Berners-Lee also advocated severing the link between the Web and the U.S. Department of Commerce, which contracts the Internet Assigned Numbers Authority (IANA) to oversee the global allocation of IP addresses.

"The U.S. can't have a global place in the running of something which is so non-national,” he said. “There is huge momentum towards that uncoupling but it is right that we keep a multi-stakeholder approach, and one where governments and companies are both kept at arm's length."

Berners-Lee noted that any human system needs laws, but warned against the possibility of a balkanized Internet if groups a nations cannot come to a consensus on the core issues.

Though Berners-Lee invented the Web and has long stood for protecting it, he also has come under criticism in recent years. Most recently, he supported the inclusion of digital rights management (DRM) capabilities in the newest version of the Web’s language, HTML5. The Electronic Frontier Foundation published a piece criticizing this move titled Lowering Your Standards.

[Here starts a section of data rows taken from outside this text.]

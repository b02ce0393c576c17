/// Custom field validators for request DTOs
///
/// Used through `#[validate(custom(function = "..."))]`.

use moviehub_shared::auth::password::validate_password_policy;
use std::borrow::Cow;
use validator::ValidationError;

fn error(code: &'static str, message: impl Into<Cow<'static, str>>) -> ValidationError {
    let mut err = ValidationError::new(code);
    err.message = Some(message.into());
    err
}

/// Rejects empty and whitespace-only strings
pub fn not_blank(value: &str) -> Result<(), ValidationError> {
    if value.trim().is_empty() {
        return Err(error("blank", "Must not be empty"));
    }
    Ok(())
}

/// Applies the registration password policy
pub fn password_policy(value: &str) -> Result<(), ValidationError> {
    validate_password_policy(value).map_err(|msg| error("password_policy", msg))
}
/// Authentication and authorization utilities
///
/// This module provides the account-security primitives for MovieHub:
///
/// # Modules
///
/// - [`password`]: Argon2id password hashing and password policy
/// - [`jwt`]: Session token generation and validation
/// - [`middleware`]: Bearer-token extraction and the per-request `AuthContext`
/// - [`authorization`]: Role and ownership checks for mutations
///
/// # Security Features
///
/// - **Password Hashing**: Argon2id with 64 MB memory, 3 iterations
/// - **Session Tokens**: HS256-signed JWTs carrying user id and role
/// - **Constant-time Comparison**: Password verification is constant-time
///
/// # Example
///
/// ```no_run
/// use moviehub_shared::auth::password::{hash_password, verify_password};
/// use moviehub_shared::auth::jwt::{create_token, validate_token, Claims};
/// use moviehub_shared::models::user::UserRole;
/// use uuid::Uuid;
///
/// # fn example() -> Result<(), Box<dyn std::error::Error>> {
/// // Password authentication
/// let hash = hash_password("user_password1")?;
/// assert!(verify_password("user_password1", &hash)?);
///
/// // Session token generation
/// let claims = Claims::new(Uuid::new_v4(), UserRole::User);
/// let token = create_token(&claims, "secret-key")?;
/// let verified = validate_token(&token, "secret-key")?;
/// assert_eq!(verified.role, UserRole::User);
/// # Ok(())
/// # }
/// ```

pub mod password;
pub mod jwt;
pub mod middleware;
pub mod authorization;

Although DRM functionality would be optional, the EFF says the move threatens the open nature of the Internet. The group contends that DRM could lead to “a Web where you cannot cut and paste text; where your browser can't ‘Save As...’ an image; where the ‘allowed’ uses of saved files are monitored beyond the browser; where JavaScript is sealed away in opaque tombs; and maybe even where we can no longer effectively "View Source" on some sites...."

Though a bill of rights for the Web sounds noble, many question whether such a document would be honored by interested corporations, or more difficult still, whether the many stakeholders of the Internet are capable of agreeing on how it should be governed.